READ THIS WHEN I’M DEAD

What do you do when you’re left with nothing? When my dad died, the house that my parents owned was not a house I’d ever lived in. It was in Acton, the small town I grew up in, which at the time had just shy of ten thousand people. This town is where most of my childhood happened. Two factories, an old flour mill, one stop light, and just enough of nothing to get you into trouble. That was Acton.

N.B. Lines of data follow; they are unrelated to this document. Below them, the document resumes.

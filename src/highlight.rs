use std::path::Path;

use serde::{Deserialize, Serialize};

use crate::{Bitmap, ConfigError};

// Legacy constants of the glow effect.
const LIFT: f64 = 0.15;
const EXTRA_LIFT: f64 = 0.2;
const EXTRA_LIFT_THRESHOLD: f64 = 1.5;
const PASS_FALLOFF: f64 = 0.1;
const MIN_PASS_INTENSITY: f64 = 0.1;

/// Parameters of the alpha mode 2 glow.
#[derive(Debug, Clone, Copy, PartialEq, Serialize, Deserialize)]
#[serde(default)]
pub struct HighlightConfig {
    /// Final alpha multiplier (0.0-1.0).
    pub base_alpha: f64,
    /// Brightening factor (1.0-3.0).
    pub highlight_factor: f64,
    /// Saturation multiplier around luma (1.0-3.0).
    pub saturation_boost: f64,
    /// Alpha multiplier of the first additive pass (0.0-1.0).
    pub overlay_intensity: f64,
    /// Total layer count including the base (1-5).
    pub overlay_count: u32,
}

impl Default for HighlightConfig {
    fn default() -> Self {
        Self {
            base_alpha: 0.85,
            highlight_factor: 1.6,
            saturation_boost: 1.4,
            overlay_intensity: 0.4,
            overlay_count: 2,
        }
    }
}

/// Everything the compositor needs to know about blending effects.
#[derive(Debug, Clone, Copy, PartialEq, Serialize, Deserialize)]
#[serde(default)]
pub struct EffectParameters {
    /// Alpha multiplier for alpha mode 1.
    pub uniform_alpha: f64,
    /// Alpha mode 7 keys out pixels whose channels all reach this value.
    /// RGB555 white expands to 0xF8, so an exact `(255, 255, 255)` key never
    /// matches decoded tiles; use 0xFF to get that behavior anyway.
    pub white_key_threshold: u8,
    pub highlight: HighlightConfig,
}

impl Default for EffectParameters {
    fn default() -> Self {
        Self {
            uniform_alpha: 0.75,
            white_key_threshold: 0xF8,
            highlight: HighlightConfig::default(),
        }
    }
}

impl EffectParameters {
    pub fn from_json(text: &str) -> Result<Self, ConfigError> {
        Ok(serde_json::from_str(text)?)
    }

    pub fn open<P: AsRef<Path>>(path: P) -> Result<Self, ConfigError> {
        let text = std::fs::read_to_string(path)?;
        Self::from_json(&text)
    }

    /// Clamps every field into the range the legacy editor accepted.
    pub fn clamped(&self) -> Self {
        let h = &self.highlight;
        Self {
            uniform_alpha: self.uniform_alpha.clamp(0.0, 1.0),
            white_key_threshold: self.white_key_threshold,
            highlight: HighlightConfig {
                base_alpha: h.base_alpha.clamp(0.0, 1.0),
                highlight_factor: h.highlight_factor.clamp(1.0, 3.0),
                saturation_boost: h.saturation_boost.clamp(1.0, 3.0),
                overlay_intensity: h.overlay_intensity.clamp(0.0, 1.0),
                overlay_count: h.overlay_count.clamp(1, 5),
            },
        }
    }
}

/// Applies the glow in place: brighten and saturate, stack additive passes,
/// then scale alpha.
pub fn apply_highlight(bitmap: &mut Bitmap, config: &HighlightConfig) {
    preprocess(bitmap, config.highlight_factor, config.saturation_boost);
    if config.overlay_count > 1 {
        let base = bitmap.pixel_data.clone();
        for pass in 1..config.overlay_count {
            let intensity = (config.overlay_intensity * (1.0 - pass as f64 * PASS_FALLOFF))
                .max(MIN_PASS_INTENSITY);
            additive_pass(&mut bitmap.pixel_data, &base, intensity);
        }
    }
    scale_alpha(bitmap, config.base_alpha);
}

fn preprocess(bitmap: &mut Bitmap, highlight_factor: f64, saturation_boost: f64) {
    for pixel in bitmap.pixel_data.chunks_exact_mut(4) {
        if pixel[3] == 0 {
            continue;
        }
        if pixel[0] == 0 && pixel[1] == 0 && pixel[2] == 0 {
            pixel.copy_from_slice(&[0, 0, 0, 0]);
            continue;
        }

        let mut rgb = [0f64; 3];
        for (c, value) in rgb.iter_mut().enumerate() {
            let channel = pixel[c] as f64;
            let mut lifted =
                ((channel * highlight_factor + (255.0 - channel) * LIFT) as i64).min(255);
            if highlight_factor >= EXTRA_LIFT_THRESHOLD {
                let l = lifted as f64;
                lifted = ((l + (255.0 - l) * EXTRA_LIFT) as i64).min(255);
            }
            *value = lifted as f64;
        }

        let luma = (0.299 * rgb[0] + 0.587 * rgb[1] + 0.114 * rgb[2]) as i64 as f64;
        for c in 0..3 {
            let saturated = (luma + (rgb[c] - luma) * saturation_boost) as i64;
            pixel[c] = saturated.clamp(0, 255) as u8;
        }
    }
}

fn additive_pass(accumulator: &mut [u8], base: &[u8], intensity: f64) {
    for (acc, over) in accumulator.chunks_exact_mut(4).zip(base.chunks_exact(4)) {
        let over_alpha = if over[3] > 0 {
            (over[3] as f64 * intensity) as u32
        } else {
            0
        };
        for c in 0..3 {
            let added = over[c] as u32 * over_alpha / 255;
            acc[c] = (acc[c] as u32 + added).min(255) as u8;
        }
        acc[3] = acc[3].max(over_alpha as u8);
    }
}

fn scale_alpha(bitmap: &mut Bitmap, factor: f64) {
    for pixel in bitmap.pixel_data.chunks_exact_mut(4) {
        if pixel[3] > 0 {
            pixel[3] = (pixel[3] as f64 * factor) as u8;
        }
    }
}

#[cfg(test)]
mod test {
    use super::*;

    fn single(color: [u8; 4]) -> Bitmap {
        Bitmap::filled(1, 1, color)
    }

    #[test]
    fn preprocess_known_pixel() {
        // 100 * 1.6 + 155 * 0.15 = 183.25 -> 183; 183 + 72 * 0.2 = 197.4 -> 197.
        // 50 * 1.6 + 205 * 0.15 = 110.75 -> 110; 110 + 145 * 0.2 = 139.
        // 0 * 1.6 + 255 * 0.15 = 38.25 -> 38; 38 + 217 * 0.2 = 81.4 -> 81.
        // luma = 0.299 * 197 + 0.587 * 139 + 0.114 * 81 = 149.71 -> 149.
        let mut bitmap = single([100, 50, 0, 255]);
        preprocess(&mut bitmap, 1.6, 1.4);
        // 149 + 48 * 1.4 = 216.2; 149 - 10 * 1.4 = 135; 149 - 68 * 1.4 = 53.8.
        assert_eq!(Some([216, 135, 53, 255]), bitmap.pixel(0, 0));
    }

    #[test]
    fn preprocess_skips_transparent_and_clears_black() {
        let mut bitmap = Bitmap::new(2, 1);
        bitmap.set_pixel(0, 0, [50, 50, 50, 0]);
        bitmap.set_pixel(1, 0, [0, 0, 0, 200]);
        preprocess(&mut bitmap, 2.0, 2.0);
        assert_eq!(Some([50, 50, 50, 0]), bitmap.pixel(0, 0));
        assert_eq!(Some([0, 0, 0, 0]), bitmap.pixel(1, 0));
    }

    #[test]
    fn single_layer_is_preprocess_then_alpha() {
        let config = HighlightConfig {
            overlay_count: 1,
            ..Default::default()
        };
        let mut colors = Bitmap::new(3, 1);
        colors.set_pixel(0, 0, [120, 64, 200, 255]);
        colors.set_pixel(1, 0, [0, 0, 0, 255]);
        colors.set_pixel(2, 0, [248, 248, 248, 180]);

        let mut expected = colors.clone();
        preprocess(&mut expected, config.highlight_factor, config.saturation_boost);
        scale_alpha(&mut expected, config.base_alpha);

        let mut actual = colors;
        apply_highlight(&mut actual, &config);
        assert_eq!(expected, actual);
    }

    #[test]
    fn additive_passes_brighten() {
        let config = HighlightConfig {
            highlight_factor: 1.0,
            saturation_boost: 1.0,
            overlay_intensity: 0.5,
            overlay_count: 3,
            base_alpha: 1.0,
        };
        let mut bitmap = single([100, 100, 100, 255]);
        // Preprocess: 100 + 155 * 0.15 = 123.25 -> 123, gray stays 123.
        // Pass 1: k = 0.45, alpha 114, add 123 * 114 / 255 = 54.
        // Pass 2: k = 0.40, alpha 102, add 123 * 102 / 255 = 49.
        apply_highlight(&mut bitmap, &config);
        assert_eq!(Some([226, 226, 226, 255]), bitmap.pixel(0, 0));
    }

    #[test]
    fn pass_intensity_has_floor() {
        let config = HighlightConfig {
            highlight_factor: 1.0,
            saturation_boost: 1.0,
            overlay_intensity: 0.0,
            overlay_count: 2,
            base_alpha: 1.0,
        };
        let mut bitmap = single([0, 0, 200, 100]);
        // Preprocess: 0 -> 38, 200 -> 208; gray 0.299*38 + 0.587*38 + 0.114*208 = 57.38 -> 57.
        // Saturation 1.0 keeps the channels. Pass alpha 100 * 0.1 = 10.
        apply_highlight(&mut bitmap, &config);
        assert_eq!(Some([39, 39, 216, 100]), bitmap.pixel(0, 0));
    }

    #[test]
    fn highlight_is_deterministic() {
        let mut a = Bitmap::filled(4, 4, [90, 180, 30, 255]);
        let mut b = a.clone();
        let config = HighlightConfig::default();
        apply_highlight(&mut a, &config);
        apply_highlight(&mut b, &config);
        assert_eq!(a, b);
    }

    #[test]
    fn parameters_from_json_fill_defaults() {
        let params = EffectParameters::from_json(r#"{"highlight": {"overlay_count": 4}}"#).unwrap();
        assert_eq!(0.75, params.uniform_alpha);
        assert_eq!(0xF8, params.white_key_threshold);
        assert_eq!(4, params.highlight.overlay_count);
        assert_eq!(1.6, params.highlight.highlight_factor);
        assert!(EffectParameters::from_json("{").is_err());
    }

    #[test]
    fn clamped_ranges() {
        let params = EffectParameters {
            uniform_alpha: 2.0,
            white_key_threshold: 0xF0,
            highlight: HighlightConfig {
                base_alpha: -1.0,
                highlight_factor: 0.5,
                saturation_boost: 9.0,
                overlay_intensity: 1.5,
                overlay_count: 0,
            },
        }
        .clamped();
        assert_eq!(1.0, params.uniform_alpha);
        assert_eq!(0xF0, params.white_key_threshold);
        assert_eq!(0.0, params.highlight.base_alpha);
        assert_eq!(1.0, params.highlight.highlight_factor);
        assert_eq!(3.0, params.highlight.saturation_boost);
        assert_eq!(1.0, params.highlight.overlay_intensity);
        assert_eq!(1, params.highlight.overlay_count);
    }
}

My parents had moved three or four times since I’d left, so I didn’t have a lot of memories of my dad in that particular house. It was a small ’70s-style three-bedroom townhouse that backed onto a graveyard. We’d had one or two Christmases together there, which was always Dad’s favourite time of year, so that’s what I remembered.

He loved turkey, and laughing, and having his boys home for the holidays. But there wasn’t a lot of Pop in that space. He wasn’t the sort of guy who owned a lot of sentimental things. He had a chessboard that he’d picked up in Mexico decades before, but other than that he didn’t have anything he was overly emotional about.

Although I didn’t know it at the time, on the day I went to that house that I barely knew, after my dad died, to help my mom clear out his stuff, I was looking for something, anything, to make me feel like he wasn’t gone.

I don’t remember a ton from that day, but I do remember it was hot as hell out when my brother and I got there. The air conditioning was on in the family room where my parents had spent most of their time in front of the TV, but it only cooled the one room. I remember looking around and thinking their tiny living room felt huge. There was this void now, an emptiness that Pops would normally occupy. My dad wasn’t a big guy, but his laugh filled any room that was lucky enough to have him.

My mom said, “Why don’t you and your brother go upstairs and see if there’s anything there that you want?” It was painful to hear her say it, a sharp reminder that Dad wasn’t coming back, but we nodded and headed up to their bedroom, even though the idea of going upstairs and spending even one minute in an airless room sorting through my dad’s stuff sounded like a nightmare. My brother was quiet. I’m sure he felt the exact same way I did. We’ve still never talked about that day.

As I walked past the room my Pop had turned into a makeshift arcade, I was thinking to myself: What if I find something amazing? What if my mom knows he’s left something for us? Is that why she sent us up here? He had been fighting cancer for a year, so it didn’t seem totally unlikely.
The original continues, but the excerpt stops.